Apparently the situation regarding the eggceedingly narrow wall upon which I often enjoy sitting has gone unaddressed as I have once again eggsperienced a great fall resulting in eggcruciating injuries.
Usually my mishaps leave me slightly scrambled with a few minor cracks. However, in this most recent fall, all the kings horses and all the kings men were unable to put me back together again.
As a result, I now find myself an impatient patient in Eggcelsior Hospital, completely covered in horrendous cracks .. some so deep that my yolk is eggscaping like yellow matter custard dripping from a dead dog’s eye. Do you not understand the severity of this situation? I am the Egg Man, goo goo g’joob!
The doctors have informed me that once I am healed I am to be hard boiled in an effort to protect my eggsterior shell should such a great fall happen again. This is no yolking matter as I have heard that hard-boiling is quite painful and there are no guarantees that the procedure will be successful.
In the meantime, I am being coddled in my hospital bed, sharing a room with a severely burned slab of bacon whose incessant sizzling keeps me awake all night.
Getting out of bed requires a gentle over easy roll maneuver with the assistance of the eggspert nurses on staff, but it is very embarrassing as the hospital gowns leave one quite eggsposed.
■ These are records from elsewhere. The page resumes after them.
//! Linux/X11 automation through `xdotool` and a terminal emulator.

use std::process::{Command, Stdio};
use std::thread;
use std::time::Duration;

use tracing::debug;

use crate::executor::automation::traits::AutomationBackend;
use crate::executor::errors::ExecutorError;

/// Terminal emulators tried for `show`, in order.
const TERMINALS: &[&str] = &["x-terminal-emulator", "alacritty", "kitty", "xterm"];

/// Pause between switching windows and typing.
const SWITCH_DELAY: Duration = Duration::from_millis(100);

pub struct LinuxAutomation;

fn failed(message: String) -> ExecutorError {
    ExecutorError::AutomationFailed {
        backend: "linux".to_string(),
        message,
    }
}

fn xdotool(args: &[&str]) -> Result<(), ExecutorError> {
    let output = Command::new("xdotool")
        .args(args)
        .output()
        .map_err(|e| failed(format!("xdotool exec failed: {}", e)))?;

    if output.status.success() {
        Ok(())
    } else {
        let stderr = String::from_utf8_lossy(&output.stderr);
        Err(failed(format!(
            "xdotool exit {}: {}",
            output.status,
            stderr.trim()
        )))
    }
}

fn find_terminal() -> Option<&'static str> {
    TERMINALS
        .iter()
        .copied()
        .find(|term| which::which(term).is_ok())
}

/// Arguments that run `command` and then leave an interactive shell open.
pub(crate) fn terminal_args(command: &str) -> Vec<String> {
    vec![
        "-e".to_string(),
        "sh".to_string(),
        "-c".to_string(),
        format!("{command}; exec \"${{SHELL:-sh}}\""),
    ]
}

impl AutomationBackend for LinuxAutomation {
    fn name(&self) -> &'static str {
        "linux"
    }

    fn is_available(&self) -> bool {
        cfg!(target_os = "linux")
            && (which::which("xdotool").is_ok() || find_terminal().is_some())
    }

    fn insert_text(&self, text: &str) -> Result<(), ExecutorError> {
        xdotool(&["key", "--clearmodifiers", "alt+Tab"])?;
        thread::sleep(SWITCH_DELAY);
        xdotool(&["type", "--clearmodifiers", "--", text])
    }

    fn show_in_terminal(&self, command: &str) -> Result<(), ExecutorError> {
        let terminal = find_terminal()
            .ok_or_else(|| failed(format!("no terminal emulator found (tried {:?})", TERMINALS)))?;

        debug!(
            event = "core.automation.terminal_spawn_started",
            terminal = terminal
        );

        Command::new(terminal)
            .args(terminal_args(command))
            .stdin(Stdio::null())
            .stdout(Stdio::null())
            .stderr(Stdio::null())
            .spawn()
            .map_err(|e| failed(format!("{} spawn failed: {}", terminal, e)))?;

        Ok(())
    }
}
I’m trying to keep my sunny side up but unless the wall is widened, I’m afraid I have no recourse but to bring this situation to the attention of my attorneys Benedict, Deviled, Florentine and Poached. I assure you I will be doing a slow soft boil until I hear from you regarding this eggstremely urgent matter.
May 6, 2000
TO: Mr. Dumpty
FROM: Mr. Al Bumen, Homeowners Association
Dear Mr. Dumpty:
As you are aware, we recently had an issue with a maid who was in the garden hanging clothes when along came a blackbird and snipped off her nose. Wall sitting and clothes hanging are strictly forbidden, according to the Homeowners Policy. While we sympathize with your plight, the wall will remain unchanged. We suggest you try sitting on a cornflake instead.